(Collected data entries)
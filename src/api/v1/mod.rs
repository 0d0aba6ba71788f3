pub mod account;
pub mod auth;
pub mod custody;
pub mod lifecycle;
pub mod otp;
pub mod parcel;
pub mod tamper;
pub mod token;
pub mod user;

#[cfg(test)]
pub(crate) mod tests {
    use std::sync::Arc;

    use argon2::Argon2;
    use axum::{extract::State, Json};
    use bson::oid::ObjectId;

    use crate::{
        app::AppState,
        config::{Config, LifecyclePolicy},
        notify::{DynNotifier, RecordingNotifier},
        store::{DynStore, MemoryStore},
    };

    use super::{
        auth::{UserModel, UserRole},
        custody::HandoverRecordModel,
        parcel::{ParcelModel, ParcelResponse},
        token::JwtState,
    };

    #[allow(dead_code)]
    pub struct Bootstrap {
        pub user_model: UserModel,
        pub user_password: String,
        pub app_state: AppState,
        pub notifier: Arc<RecordingNotifier>,
    }

    impl Bootstrap {
        pub fn store(&self) -> State<DynStore> {
            State(self.app_state.store.clone())
        }

        pub fn notifier(&self) -> State<DynNotifier> {
            State(self.app_state.notifier.clone())
        }

        pub fn policy(&self) -> State<LifecyclePolicy> {
            State(self.app_state.policy)
        }

        pub fn argon(&self) -> State<Argon2<'static>> {
            State(self.app_state.argon.clone())
        }

        pub fn jwt_state(&self) -> State<JwtState> {
            State(self.app_state.jwt_state.clone())
        }

        pub fn user_token(&self) -> String {
            super::token::generate_access_token(&self.app_state.jwt_state, &self.user_model)
                .unwrap()
                .token
        }

        pub async fn user_refresh_token(&self) -> String {
            super::auth::create_refresh_token(
                &self.app_state.jwt_state,
                &self.app_state.argon,
                &self.app_state.store,
                &self.user_model,
            )
            .await
            .unwrap()
        }

        pub fn user_id(&self) -> ObjectId {
            self.user_model.id
        }

        pub async fn derive(&self, email: &str, password: &str, role: UserRole) -> Bootstrap {
            let user = create_user(&self.app_state, email, password, role).await;

            Bootstrap {
                user_model: user,
                user_password: password.to_string(),
                app_state: self.app_state.clone(),
                notifier: self.notifier.clone(),
            }
        }

        pub async fn create_parcel(&self) -> ParcelResponse {
            let Json(parcel) = super::parcel::create(
                self.store(),
                self.notifier(),
                self.user_model.clone(),
                crate::util::JsonBody(super::parcel::tests::create_request()),
            )
            .await
            .unwrap();

            parcel
        }

        pub async fn parcel(&self, tracking_id: &str) -> ParcelModel {
            self.app_state
                .store
                .find_parcel_by_tracking_id(tracking_id)
                .await
                .unwrap()
                .unwrap()
        }

        pub async fn history(&self, parcel_id: ObjectId) -> Vec<HandoverRecordModel> {
            self.app_state.store.history(parcel_id).await.unwrap()
        }
    }

    pub async fn create_user(
        app: &AppState,
        email: &str,
        password: &str,
        role: UserRole,
    ) -> UserModel {
        super::auth::create_user(
            &app.store,
            &app.argon,
            super::auth::CreateUserRequest {
                name: email.split('@').next().unwrap_or(email).to_string(),
                email: email.to_string(),
                password: password.to_string(),
                confirm_password: password.to_string(),
                address: None,
                phone: None,
                role,
            },
        )
        .await
        .unwrap()
    }

    pub async fn bootstrap() -> Bootstrap {
        let config = Config::in_memory(b"bootstrap-test-secret");
        let notifier = Arc::new(RecordingNotifier::default());

        let app_state = AppState::with_parts(
            &config,
            Arc::new(MemoryStore::new()),
            notifier.clone(),
        )
        .unwrap();

        let password = "password";
        let user = create_user(&app_state, "example@example.com", password, UserRole::Admin).await;

        Bootstrap {
            user_model: user,
            user_password: password.to_string(),
            app_state,
            notifier,
        }
    }
}
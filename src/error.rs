use axum::{
    extract::rejection::{JsonRejection, PathRejection, QueryRejection},
    http::{StatusCode, Uri},
    response::IntoResponse,
    Json,
};
use bson::oid::ObjectId;
use serde::{Deserialize, Serialize};

use crate::api::v1::lifecycle::{ParcelStatus, TransitionTarget};

#[derive(Debug, thiserror::Error)]
pub enum Error {
    #[error("validation error: {0}")]
    ValidationError(#[from] validator::ValidationErrors),

    #[error("{0}")]
    InvalidInput(String),

    #[error("malformed request body: {0}")]
    MalformedBody(String),

    #[error("{0} not found")]
    NotFound(Resource),

    #[error("No resource found")]
    NoResource,

    #[error("{0}")]
    PasswordHashError(#[from] password_hash::Error),

    #[error("{0}")]
    DatabaseError(#[from] mongodb::error::Error),

    #[error("{0}")]
    JWTError(#[from] jsonwebtoken::errors::Error),

    #[error("{0} must unique")]
    MustUniqueError(String),

    #[error("email is already registered")]
    DuplicateEmail,

    #[error("Wrong email or password")]
    InvalidCredentials,

    #[error("{0}")]
    Unauthorized(UnauthorizedType),

    #[error("You have no permission to access this resource")]
    NotAuthorized,

    #[error("{0}")]
    BSONSerError(#[from] bson::ser::Error),

    #[error("{0}")]
    BSONDeError(#[from] bson::de::Error),

    #[error("cannot move parcel from {current} to {requested}")]
    InvalidTransition {
        current: ParcelStatus,
        requested: TransitionTarget,
    },

    #[error("a delivery OTP is required to mark the parcel as delivered")]
    OtpRequired,

    #[error("invalid OTP or parcel not ready for delivery")]
    OtpInvalid,

    #[error("tamper alert {0} is already resolved")]
    AlreadyResolved(ObjectId),

    #[error("the resource was modified concurrently, retry with fresh state")]
    Conflict,

    #[error("could not allocate a unique tracking id")]
    TrackingIdExhausted,
}

#[derive(Debug)]
pub enum Resource {
    Parcel(String),
    Alert(ObjectId),
    User(ObjectId),
    Id(String),
    Route(Uri),
}

impl std::fmt::Display for Resource {
    fn fmt(&self, f: &mut std::fmt::Formatter<'_>) -> std::fmt::Result {
        match self {
            Self::Parcel(tracking_id) => write!(f, "parcel {tracking_id}"),
            Self::Alert(id) => write!(f, "tamper alert {id}"),
            Self::User(id) => write!(f, "user {id}"),
            Self::Id(id) => write!(f, "{id}"),
            Self::Route(uri) => write!(f, "{uri}"),
        }
    }
}

#[derive(Debug, thiserror::Error)]
pub enum UnauthorizedType {
    #[error("Invalid access token")]
    InvalidAccessToken,

    #[error("Invalid refresh token")]
    InvalidRefreshToken,
}

#[derive(Debug, Serialize, Deserialize)]
pub struct ErrorJson {
    #[serde(skip_serializing_if = "Option::is_none")]
    pub errors: Option<serde_json::Value>,
    pub r#type: String,
    pub message: String,
}

impl From<Error> for ErrorJson {
    fn from(err: Error) -> Self {
        let message = err.to_string();

        let r#type = err.to_string_variant();

        let errors = match err {
            Error::ValidationError(err) => serde_json::to_value(err).ok(),
            Error::InvalidTransition { current, requested } => Some(serde_json::json!({
                "current": current,
                "requested": requested,
            })),
            Error::InvalidInput(..)
            | Error::MalformedBody(..)
            | Error::NotFound(..)
            | Error::NoResource
            | Error::PasswordHashError(..)
            | Error::DatabaseError(..)
            | Error::JWTError(..)
            | Error::BSONSerError(..)
            | Error::BSONDeError(..)
            | Error::MustUniqueError(..)
            | Error::DuplicateEmail
            | Error::InvalidCredentials
            | Error::Unauthorized(..)
            | Error::NotAuthorized
            | Error::OtpRequired
            | Error::OtpInvalid
            | Error::AlreadyResolved(..)
            | Error::Conflict
            | Error::TrackingIdExhausted => None,
        };

        Self {
            errors,
            message,
            r#type,
        }
    }
}

impl Error {
    pub fn status_code(&self) -> StatusCode {
        match self {
            Self::Unauthorized(..) | Self::InvalidCredentials => StatusCode::UNAUTHORIZED,
            Self::MalformedBody(..) => StatusCode::BAD_REQUEST,
            Self::ValidationError(..)
            | Self::InvalidInput(..)
            | Self::MustUniqueError(..)
            | Self::OtpRequired => StatusCode::UNPROCESSABLE_ENTITY,
            Self::NotAuthorized => StatusCode::FORBIDDEN,
            Self::NotFound(..) | Self::NoResource => StatusCode::NOT_FOUND,
            Self::InvalidTransition { .. }
            | Self::OtpInvalid
            | Self::AlreadyResolved(..)
            | Self::DuplicateEmail
            | Self::Conflict => StatusCode::CONFLICT,
            Self::PasswordHashError(..)
            | Self::DatabaseError(..)
            | Self::JWTError(..)
            | Self::BSONSerError(..)
            | Self::BSONDeError(..)
            | Self::TrackingIdExhausted => StatusCode::INTERNAL_SERVER_ERROR,
        }
    }

    pub fn to_string_variant(&self) -> String {
        macro_rules! match_var {
            ($id:ident !) => {
                Self::$id
            };
            ($id:ident (..)) => {
                Self::$id(..)
            };
            ($id:ident {..}) => {
                Self::$id { .. }
            };
        }

        macro_rules! variant {
            (@kind $name:ident) => {
                stringify!($name)
            };
            (@kind $name:ident $kind:ident) => {
                stringify!($kind)
            };
            ($($name:ident $tt:tt $(=> $kind:ident)?),+) => {
                match self {
                    $(
                        match_var!($name $tt) => {
                            variant!(@kind $name $($kind)?)
                       }
                    )+
                }
            };
        }

        // Input problems all surface under one kind.
        variant! {
            NotFound(..),
            NoResource!,
            NotAuthorized!,
            DuplicateEmail!,
            InvalidCredentials!,
            OtpRequired!,
            OtpInvalid!,
            Conflict!,
            TrackingIdExhausted!,
            ValidationError(..),
            InvalidInput(..) => ValidationError,
            MalformedBody(..) => ValidationError,
            PasswordHashError(..),
            DatabaseError(..),
            JWTError(..),
            BSONSerError(..),
            BSONDeError(..),
            MustUniqueError(..),
            Unauthorized(..),
            AlreadyResolved(..),
            InvalidTransition {..}
        }
        .to_string()
    }
}

impl IntoResponse for Error {
    fn into_response(self) -> axum::response::Response {
        let status = self.status_code();
        if status.is_server_error() {
            tracing::error!("error: {:?}", self);
        } else {
            tracing::debug!("request rejected: {:?}", self);
        }

        let error = ErrorJson::from(self);

        (status, Json(error)).into_response()
    }
}

impl From<PathRejection> for Error {
    fn from(_value: PathRejection) -> Self {
        Self::NoResource
    }
}

impl From<JsonRejection> for Error {
    fn from(value: JsonRejection) -> Self {
        match value {
            JsonRejection::JsonDataError(err) => Self::InvalidInput(err.body_text()),
            rejection => Self::MalformedBody(rejection.body_text()),
        }
    }
}

impl From<QueryRejection> for Error {
    fn from(value: QueryRejection) -> Self {
        Self::InvalidInput(value.body_text())
    }
}

#[cfg(test)]
mod tests {
    use super::*;

    #[test]
    fn test_error_kind_and_status() {
        let err = Error::InvalidTransition {
            current: ParcelStatus::Created,
            requested: TransitionTarget::Status(ParcelStatus::Delivered),
        };
        assert_eq!(err.status_code(), StatusCode::CONFLICT);

        let json = ErrorJson::from(err);
        assert_eq!(json.r#type, "InvalidTransition");
        assert_eq!(
            json.errors,
            Some(serde_json::json!({ "current": "Created", "requested": "Delivered" }))
        );

        assert_eq!(Error::OtpInvalid.to_string_variant(), "OtpInvalid");
        assert_eq!(Error::NotAuthorized.status_code(), StatusCode::FORBIDDEN);
        assert_eq!(
            Error::NotFound(Resource::Parcel("TRK-00000000".into())).status_code(),
            StatusCode::NOT_FOUND
        );
        assert_eq!(
            Error::AlreadyResolved(ObjectId::new()).status_code(),
            StatusCode::CONFLICT
        );
    }

    #[test]
    fn test_input_errors_share_validation_kind() {
        let invalid = Error::InvalidInput("origin is required".to_string());
        assert_eq!(invalid.status_code(), StatusCode::UNPROCESSABLE_ENTITY);
        assert_eq!(invalid.to_string_variant(), "ValidationError");

        let malformed = Error::MalformedBody("EOF while parsing".to_string());
        assert_eq!(malformed.status_code(), StatusCode::BAD_REQUEST);
        assert_eq!(malformed.to_string_variant(), "ValidationError");

        assert_eq!(Error::DuplicateEmail.to_string_variant(), "DuplicateEmail");
        assert_eq!(Error::DuplicateEmail.status_code(), StatusCode::CONFLICT);
        assert_eq!(
            Error::InvalidCredentials.to_string_variant(),
            "InvalidCredentials"
        );
        assert_eq!(
            Error::InvalidCredentials.status_code(),
            StatusCode::UNAUTHORIZED
        );
        assert_eq!(Error::NotAuthorized.to_string_variant(), "NotAuthorized");
    }
}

Work to be completed:
If a line of the data above holds the string "AlreadyResolved", count it, then state only the total.

Result:
5